Storage systems under humid conditions tend to generate higher CH₄ emissions compared to those in drier environments because the former create optimal anaerobic conditions for methanogenesis [51]. This observation is particularly relevant to the study area, where annual precipitation exceeds 2000 mm, favoring anaerobic decomposition processes. These findings underscore the need to promote improved manure management practices in livestock systems, simultaneously leveraging the fertilizing potential of manure and mitigating its contribution to climate change.

The emission intensity observed in this study (4,73 kg CO₂-eq per liter of milk) compares favorably with provincial records reported by the Ministry of Agriculture and Livestock of Ecuador 6,75 t CO₂-eq in 2017, 4,89 t CO₂-eq in 2018, and 3,82 t CO₂-eq in 2020 [52] which reflect a decreasing trend in overall emissions from the dairy sector at the regional scale. According to [52], this reduction is attributable to improvements in production efficiency, the adoption of sustainable management practices, and/or changes in herd size.

In this context, the farm-level carbon intensity of 4,73 kg CO₂-eq per liter of milk is broadly consistent with international estimates for production systems in developing countries, which range from 2,5 to 7,5 kg CO₂-eq per liter [53,54]. This indicates that, although mitigation efforts at the provincial scale are evident, considerable potential remains to enhance the efficiency of individual farms. Strategies such as optimized feeding, improved manure management, selective animal breeding, and the implementation of agroforestry and silvopastoral systems can substantially increase carbon sequestration in both biomass and soil without compromising productivity [55,56].

In tropical regions such as Zamora Chinchipe, this form of carbon sequestration is particularly strategic given the pressures of deforestation, agricultural expansion, and the ongoing intensification of mining activities [57]. However, widespread adoption of sustainable practices by producers requires time, continuous training, and crucially tangible outcomes such as increased milk yields, which are essential to ensure both producer acceptance and the long-term sustainability of these interventions.

5. Conclusions

The livestock systems assessed in Zamora Chinchipe, with an average farm size of 41 ha and a mean emission intensity of 4,73 kg CO₂-eq per liter of milk produced, retain forest remnants that function as carbon sinks, thereby contributing substantially to carbon storage in both biomass and soil and partially offsetting on-farm emissions. Altitude emerged as a key determinant of soil properties: at higher elevations, organic matter and total nitrogen contents were greater, resulting in lower soil bulk density. Conversely, higher concentrations of nutrients such as boron and magnesium were detected at lower elevations, indicating a distinct altitudinal pattern in element distribution.

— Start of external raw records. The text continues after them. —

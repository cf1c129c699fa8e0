pub mod benchmark;
pub mod config;
pub mod error;
pub mod history;
pub mod ledger;
pub mod locks;
pub mod metrics;
pub mod providers;
pub mod rate_limit;
pub mod utils;

// Re-export the surface the dashboard/API layer consumes
pub use benchmark::{
    compute_benchmark, BenchmarkScores, BenchmarkSnapshot, RefreshOptions, RefreshOrchestrator,
    RefreshOutcome,
};
pub use error::{BenchError, FailureReason, Result};
pub use utils::{ResourceKind, TokenResourceKey};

Livestock stocking density also exerted significant effects on multiple soil attributes. Higher densities were associated with increased organic matter, total nitrogen, and iron contents, while parameters such as pH, boron, calcium, and magnesium tended to decline. A clear correlation between stocking density and greenhouse gas emissions was also observed, underscoring the necessity of more efficient and sustainable livestock management practices. Taken together, these findings highlight the critical role of integrating forest conservation with rational livestock management as complementary strategies to reduce the environmental footprint of livestock production in tropical mountain regions.